И тут Чак разозлился не на шутку. Эта ситуация, должно быть, напомнила ему Вьетнам, потому что он просто озверел. Пятая степень бешенства. Тип за десять секунд “отоварил” человек пятнадцать этих ненормальных. Повсюду летают зубы, библии, очки.
Я не остался посмотреть, что будет дальше. Заехал проповеднику локтем по яйцам и свалил оттуда.
|
Забавно то, что я интересовался Библией и даже пару раз пробовал её читать. Но дошел только до фрагмента, когда Моисею исполнилось 720 лет. Подумал: что же эти люди тогда курили? Дело в том, что я не верю в парня по имени Бог, который восседает в белом костюме на пушистом облаке, так же как не верю в типа по имени Сатана, у которого есть рога и вилы. Но верю в то, что есть день и ночь, есть добро и зло, что-то черное, а что-то белое. Если Бог есть, то это - природа. Если есть дьявол, то это- природа. Точно также я думаю, когда люди меня спрашивают, а не являются ли песни, такие как “Hand of Doom” и “War Pigs”, антивоенными. Я считаю, что война заложена в природе человека. А я всегда был увлечён людской сущностью, особенно, ее темной стороной. Так было всегда. Несмотря на это, я не поклоняюсь дьволу, так же мой интерес к Гитлеру не делает из меня нациста. Будь я нацистом, разве взял бы я в жены женщину, которая была наполовину еврейкой?

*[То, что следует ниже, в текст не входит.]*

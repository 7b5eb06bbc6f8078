//! vibesync-ui - client application for VibeSync
//!
//! Wires the microphone recorder, live visualizer, Gemini analysis and
//! chat clients, and the persistence client into the view controller, then
//! serves the UI and control API over HTTP.

use std::sync::{Arc, Mutex};

use anyhow::Result;
use clap::Parser;
use tracing::{info, warn};
use vibesync_common::config;
use vibesync_ui::backend::BackendClient;
use vibesync_ui::capture::CpalRecorder;
use vibesync_ui::controller::{Controller, SharedState};
use vibesync_ui::events::EventSurface;
use vibesync_ui::gemini::GeminiClient;
use vibesync_ui::server::build_router;
use vibesync_ui::visualizer::{FrameScheduler, IntervalScheduler, Visualizer};

/// Visualizer frame cadence (display-sync stand-in)
const FRAMES_PER_SECOND: u32 = 60;

#[derive(Parser, Debug)]
#[command(name = "vibesync-ui", about = "VibeSync client application")]
struct Args {
    /// Root folder for configuration (overrides VIBESYNC_ROOT)
    #[arg(long)]
    root: Option<String>,

    /// Port to listen on
    #[arg(long, default_value_t = config::DEFAULT_UI_PORT)]
    port: u16,

    /// Base URL of the persistence service
    #[arg(long)]
    store_url: Option<String>,
}

#[tokio::main]
async fn main() -> Result<()> {
    tracing_subscriber::fmt()
        .with_env_filter(
            tracing_subscriber::EnvFilter::from_default_env()
                .add_directive(tracing::Level::INFO.into()),
        )
        .init();

    info!("Starting VibeSync UI v{}", env!("CARGO_PKG_VERSION"));

    let args = Args::parse();

    let api_key = config::resolve_gemini_api_key();
    if api_key.is_none() {
        warn!("No Gemini API key configured; analysis will return placeholder results");
    }
    let gemini = GeminiClient::new(api_key)?;

    let store_url = args
        .store_url
        .unwrap_or_else(|| format!("http://127.0.0.1:{}", config::DEFAULT_STORE_PORT));
    info!("Persistence service: {store_url}");
    let backend = BackendClient::new(store_url)?;

    let state = Arc::new(SharedState::new());
    let surface = EventSurface::new(state.event_sender());
    let visualizer = Visualizer::new(Some(Arc::new(Mutex::new(surface))));

    let controller = Arc::new(Controller::new(
        state,
        Box::new(CpalRecorder),
        Arc::new(gemini),
        Arc::new(backend),
        visualizer,
        Box::new(|| Box::new(IntervalScheduler::new(FRAMES_PER_SECOND)) as Box<dyn FrameScheduler>),
    ));

    controller.load_initial_state().await;

    let app = build_router(Arc::clone(&controller));

    let listener = tokio::net::TcpListener::bind(("127.0.0.1", args.port)).await?;
    info!("vibesync-ui listening on http://127.0.0.1:{}", args.port);

    axum::serve(listener, app).await?;

    Ok(())
}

Достаточно было, чтобы все эти извращенцы послушали мои песни, и не было бы вопросов. Но они хотели за мой счет стать популярными. Я не сильно переживал по этому поводу, потому что, всякий раз, когда они атаковали меня, по телеку показывали мою отвратительную физиономию, а с прилавков улетали очередные сто тысяч моих пластинок. Собственно, это я должен на Рождество посылать им открытки с наилучшими пожеланиями.
В конце концов, даже американская фемида выступила на моей стороне.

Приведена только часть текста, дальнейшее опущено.